One of my absolute favorite songs right now is "Jump rope" by Blue October. I was feeling awful one day--missing my mom, hating the adoption process, and wondering what the heck Heavenly Father was thinking when He put the plan for my life together--when I stumbled across this song. It made me laugh. It made me cry. It made me so grateful that someone else in the world knew what I was feeling.

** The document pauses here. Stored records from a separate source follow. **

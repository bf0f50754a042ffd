//! Per-statistic online accumulators
//!
//! An [`Accumulator`] holds the minimal state needed to summarise every
//! increment absorbed since its last reset, for one [`StatKind`]. State is
//! kept per grid element in flat vectors (logical array order), so any
//! array rank works.
//!
//! Non-finite input elements are ignored element by element: they do not
//! advance that element's count, and an element that never saw a finite
//! value finalizes to NaN.
//!
//! # Example
//!
//! ```
//! use chrono::NaiveDate;
//! use ndarray::{ArrayD, IxDyn};
//! use onepass::accumulator::{Accumulator, AccumulatorSettings, StatKind};
//!
//! let mut acc = Accumulator::new(StatKind::Mean, &AccumulatorSettings::default()).unwrap();
//! let ts = NaiveDate::from_ymd_opt(2020, 1, 1).unwrap().and_hms_opt(0, 0, 0).unwrap();
//!
//! for v in [1.0, 2.0, 3.0] {
//!     let values = ArrayD::from_elem(IxDyn(&[2]), v);
//!     acc.update(&values, None, ts).unwrap();
//! }
//!
//! let result = acc.finalize().unwrap();
//! assert_eq!(result.values().unwrap().as_slice().unwrap(), &[2.0, 2.0]);
//! ```

mod extreme;
mod histogram;
mod mean;
mod percentile;
mod raw;
mod threshold;
mod variance;

use std::fmt;
use std::str::FromStr;

use chrono::NaiveDateTime;
use ndarray::{ArrayD, IxDyn};
use serde::{Deserialize, Serialize};

use crate::error::{Error, Result};
use crate::result::StatValue;
use crate::statistics::VarianceMode;

use extreme::{ExtremeState, Polarity};
use histogram::HistogramState;
use mean::{MeanState, WeightedMeanState};
use percentile::PercentileState;
use raw::RawState;
use threshold::ThresholdState;
use variance::MomentsState;

pub use raw::RawEntry;

/// The statistics the engine can compute
#[derive(Clone, Copy, Debug, PartialEq, Eq, PartialOrd, Ord, Hash, Serialize, Deserialize)]
#[serde(rename_all = "snake_case")]
pub enum StatKind {
    Mean,
    #[serde(alias = "var")]
    Variance,
    #[serde(alias = "standard_deviation")]
    Std,
    Min,
    Max,
    Raw,
    #[serde(alias = "thresh_exceed")]
    Threshold,
    #[serde(alias = "percentiles")]
    Percentile,
    Histogram,
    BiasCorrectedMean,
}

impl StatKind {
    pub const ALL: [StatKind; 10] = [
        StatKind::Mean,
        StatKind::Variance,
        StatKind::Std,
        StatKind::Min,
        StatKind::Max,
        StatKind::Raw,
        StatKind::Threshold,
        StatKind::Percentile,
        StatKind::Histogram,
        StatKind::BiasCorrectedMean,
    ];

    pub fn as_str(&self) -> &'static str {
        match self {
            StatKind::Mean => "mean",
            StatKind::Variance => "variance",
            StatKind::Std => "std",
            StatKind::Min => "min",
            StatKind::Max => "max",
            StatKind::Raw => "raw",
            StatKind::Threshold => "threshold",
            StatKind::Percentile => "percentile",
            StatKind::Histogram => "histogram",
            StatKind::BiasCorrectedMean => "bias_corrected_mean",
        }
    }
}

impl fmt::Display for StatKind {
    fn fmt(&self, f: &mut fmt::Formatter<'_>) -> fmt::Result {
        f.write_str(self.as_str())
    }
}

impl FromStr for StatKind {
    type Err = Error;

    fn from_str(s: &str) -> Result<Self> {
        serde_json::from_value(serde_json::Value::String(s.to_string()))
            .map_err(|_| Error::InvalidConfig(format!("unknown statistic `{}`", s)))
    }
}

/// Parameters shared by the accumulators of one engine
#[derive(Clone, Debug, PartialEq)]
pub struct AccumulatorSettings {
    pub threshold: Option<f64>,
    pub percentiles: Vec<f64>,
    pub compression: f64,
    pub variance: VarianceMode,
    pub histogram_bins: usize,
    /// Fixed histogram span; each element's observed range when `None`
    pub histogram_range: Option<(f64, f64)>,
}

impl Default for AccumulatorSettings {
    fn default() -> Self {
        Self {
            threshold: None,
            percentiles: Vec::new(),
            compression: 100.0,
            variance: VarianceMode::Sample,
            histogram_bins: 10,
            histogram_range: None,
        }
    }
}

#[derive(Clone, Debug, PartialEq, Serialize, Deserialize)]
#[serde(tag = "type", rename_all = "snake_case")]
enum State {
    Mean(MeanState),
    Moments(MomentsState),
    Extreme(ExtremeState),
    Raw(RawState),
    Threshold(ThresholdState),
    Percentile(PercentileState),
    Histogram(HistogramState),
    BiasCorrectedMean(WeightedMeanState),
}

impl State {
    fn init(&mut self, len: usize) {
        match self {
            State::Mean(s) => s.init(len),
            State::Moments(s) => s.init(len),
            State::Extreme(s) => s.init(len),
            State::Raw(s) => s.init(),
            State::Threshold(s) => s.init(len),
            State::Percentile(s) => s.init(len),
            State::Histogram(s) => s.init(len),
            State::BiasCorrectedMean(s) => s.init(len),
        }
    }
}

/// Running state for one statistic of one variable
#[derive(Clone, Debug, PartialEq, Serialize, Deserialize)]
pub struct Accumulator {
    kind: StatKind,
    /// Established by the first update and kept across resets
    shape: Option<Vec<usize>>,
    /// Updates since the last reset
    updates: u64,
    state: State,
}

impl Accumulator {
    /// Create an empty accumulator for `kind`.
    ///
    /// Threshold accumulators need `settings.threshold`; percentile
    /// accumulators need a non-empty percentile list within [0, 100] and a
    /// positive compression. Histograms need at least one bin and, if set,
    /// a finite range with `low < high`.
    pub fn new(kind: StatKind, settings: &AccumulatorSettings) -> Result<Self> {
        let state = match kind {
            StatKind::Mean => State::Mean(MeanState::default()),
            StatKind::Variance => State::Moments(MomentsState::new(settings.variance, false)),
            StatKind::Std => State::Moments(MomentsState::new(settings.variance, true)),
            StatKind::Min => State::Extreme(ExtremeState::new(Polarity::Min)),
            StatKind::Max => State::Extreme(ExtremeState::new(Polarity::Max)),
            StatKind::Raw => State::Raw(RawState::default()),
            StatKind::Threshold => {
                let threshold = settings
                    .threshold
                    .filter(|t| t.is_finite())
                    .ok_or_else(|| Error::InvalidConfig("threshold statistic requires a finite threshold_value".into()))?;
                State::Threshold(ThresholdState::new(threshold))
            }
            StatKind::Percentile => {
                if settings.percentiles.is_empty() {
                    return Err(Error::InvalidConfig("percentile statistic requires a percentile_list".into()));
                }
                if let Some(p) = settings.percentiles.iter().find(|p| !(0.0..=100.0).contains(*p)) {
                    return Err(Error::InvalidConfig(format!("percentile {} is outside [0, 100]", p)));
                }
                check_compression(settings.compression)?;
                State::Percentile(PercentileState::new(settings.compression, settings.percentiles.clone()))
            }
            StatKind::Histogram => {
                check_compression(settings.compression)?;
                if settings.histogram_bins == 0 {
                    return Err(Error::InvalidConfig("histogram_bins must be positive".into()));
                }
                if let Some((low, high)) = settings.histogram_range {
                    if !(low.is_finite() && high.is_finite() && low < high) {
                        return Err(Error::InvalidConfig(format!(
                            "histogram_range [{}, {}] must be finite and increasing",
                            low, high
                        )));
                    }
                }
                State::Histogram(HistogramState::new(
                    settings.compression,
                    settings.histogram_bins,
                    settings.histogram_range,
                ))
            }
            StatKind::BiasCorrectedMean => State::BiasCorrectedMean(WeightedMeanState::default()),
        };

        Ok(Self {
            kind,
            shape: None,
            updates: 0,
            state,
        })
    }

    pub fn kind(&self) -> StatKind {
        self.kind
    }

    pub fn shape(&self) -> Option<&[usize]> {
        self.shape.as_deref()
    }

    /// Updates absorbed since the last reset
    pub fn updates(&self) -> u64 {
        self.updates
    }

    pub fn is_empty(&self) -> bool {
        self.updates == 0
    }

    /// Fails with `ShapeMismatch` if `shape` disagrees with the established shape.
    pub fn check_shape(&self, shape: &[usize]) -> Result<()> {
        match &self.shape {
            Some(expected) if expected.as_slice() != shape => Err(Error::ShapeMismatch {
                expected: expected.clone(),
                found: shape.to_vec(),
            }),
            _ => Ok(()),
        }
    }

    /// Pre-size storage for the number of increments a bucket expects
    pub fn reserve(&mut self, increments: usize) {
        if let State::Raw(raw) = &mut self.state {
            raw.reserve(increments);
        }
    }

    /// Absorb one time step.
    ///
    /// Shapes are checked before any state changes, so a failed update
    /// leaves the accumulator untouched.
    pub fn update(
        &mut self,
        values: &ArrayD<f64>,
        weights: Option<&ArrayD<f64>>,
        timestamp: NaiveDateTime,
    ) -> Result<()> {
        self.check_shape(values.shape())?;
        if let Some(weights) = weights {
            if weights.shape() != values.shape() {
                return Err(Error::ShapeMismatch {
                    expected: values.shape().to_vec(),
                    found: weights.shape().to_vec(),
                });
            }
        }

        if self.shape.is_none() {
            self.shape = Some(values.shape().to_vec());
            self.state.init(values.len());
        }

        match &mut self.state {
            State::Mean(s) => s.update(values),
            State::Moments(s) => s.update(values),
            State::Extreme(s) => s.update(values, timestamp),
            State::Raw(s) => s.update(values, timestamp),
            State::Threshold(s) => s.update(values),
            State::Percentile(s) => s.update(values, weights),
            State::Histogram(s) => s.update(values, weights),
            State::BiasCorrectedMean(s) => s.update(values, weights),
        }
        self.updates += 1;
        Ok(())
    }

    /// Result over everything absorbed since the last reset.
    ///
    /// Never mutates state, so repeated calls return identical results.
    pub fn finalize(&self) -> Result<StatValue> {
        let shape = match &self.shape {
            Some(shape) if self.updates > 0 => shape.as_slice(),
            _ => return Err(Error::EmptyAccumulator),
        };

        let value = match &self.state {
            State::Mean(s) => StatValue::Field {
                values: to_array(shape, s.finalize())?,
            },
            State::Moments(s) => StatValue::Field {
                values: to_array(shape, s.finalize())?,
            },
            State::BiasCorrectedMean(s) => StatValue::Field {
                values: to_array(shape, s.finalize())?,
            },
            State::Extreme(s) => {
                let (values, timings) = s.finalize();
                StatValue::Extreme {
                    values: to_array(shape, values)?,
                    timings: to_array(shape, timings)?,
                }
            }
            State::Threshold(s) => {
                let (counts, frequency) = s.finalize();
                StatValue::Exceedance {
                    threshold: s.threshold(),
                    counts: to_array(shape, counts)?,
                    frequency: to_array(shape, frequency)?,
                }
            }
            State::Percentile(s) => StatValue::Percentiles {
                percentiles: s.percentiles().to_vec(),
                values: to_array(&leading(s.percentiles().len(), shape), s.finalize())?,
            },
            State::Histogram(s) => {
                let (counts, edges) = s.finalize();
                StatValue::Histogram {
                    counts: to_array(&leading(s.bins(), shape), counts)?,
                    edges: to_array(&leading(s.bins() + 1, shape), edges)?,
                }
            }
            State::Raw(s) => StatValue::Raw {
                entries: s.finalize(),
            },
        };
        Ok(value)
    }

    /// Dimension names of the finalized array, given the input dimension names
    pub fn output_dims(&self, dims: &[String]) -> Vec<String> {
        match self.kind {
            StatKind::Percentile => std::iter::once("percentile".to_string())
                .chain(dims.iter().cloned())
                .collect(),
            StatKind::Histogram => std::iter::once("bin".to_string())
                .chain(dims.iter().cloned())
                .collect(),
            _ => dims.to_vec(),
        }
    }

    /// Same kind and parameters, with no data or shape
    pub(crate) fn parameters_match(&self, other: &Accumulator) -> bool {
        let blank = |acc: &Accumulator| {
            let mut acc = acc.clone();
            acc.shape = None;
            acc.reset();
            acc
        };
        blank(self) == blank(other)
    }

    /// Clear accumulated state, keeping kind, parameters and shape
    pub fn reset(&mut self) {
        self.updates = 0;
        let len = self.shape.as_ref().map_or(0, |s| s.iter().product());
        self.state.init(len);
    }
}

fn check_compression(compression: f64) -> Result<()> {
    if compression.is_finite() && compression > 0.0 {
        Ok(())
    } else {
        Err(Error::InvalidConfig("compression_parameter must be positive".into()))
    }
}

/// `shape` with a new leading axis of length `len`
fn leading(len: usize, shape: &[usize]) -> Vec<usize> {
    let mut out = Vec::with_capacity(shape.len() + 1);
    out.push(len);
    out.extend_from_slice(shape);
    out
}

fn to_array<T>(shape: &[usize], data: Vec<T>) -> Result<ArrayD<T>> {
    let found = data.len();
    ArrayD::from_shape_vec(IxDyn(shape), data).map_err(|_| Error::ShapeMismatch {
        expected: shape.to_vec(),
        found: vec![found],
    })
}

Often, the adoption process is referred to as a roller coaster ride. I always thought that was unfair, because I love roller coasters; they're fun! And the adoption process...isn't. And, on a larger scale, much of the time life isn't--it isn't fun, it isn't fair. And so, when I listened to the lyrics of this song, it really hit me. "Life's like a jump rope: Up, down, up, down, up, down, yeah. It will get hard, remember life's like a jump rope..." This is exactly right, in my mind. Up and down, life takes us. And after a while, it's a bit jarring, and our muscles start to hurt. Each "up" requires a great deal of effort on our part to launch ourselves upward, and the down follows, but if we keep jumping we get stronger. I know people who barely touch the ground before launching themselves back up. And I know people who can hardly muster the strength for the tiniest of hops.
What are your ups? What are your downs?
It will get hard. But there will be joy. And it will be worth it. "Don't be ashamed to cry. You go ahead! Cuz life's like a jump rope!"
P.S. Lizzie loves jumping on the bed to this song--learn from her and find joy in the ups and downs! A little wisdom from my baby girl to all of us--including me...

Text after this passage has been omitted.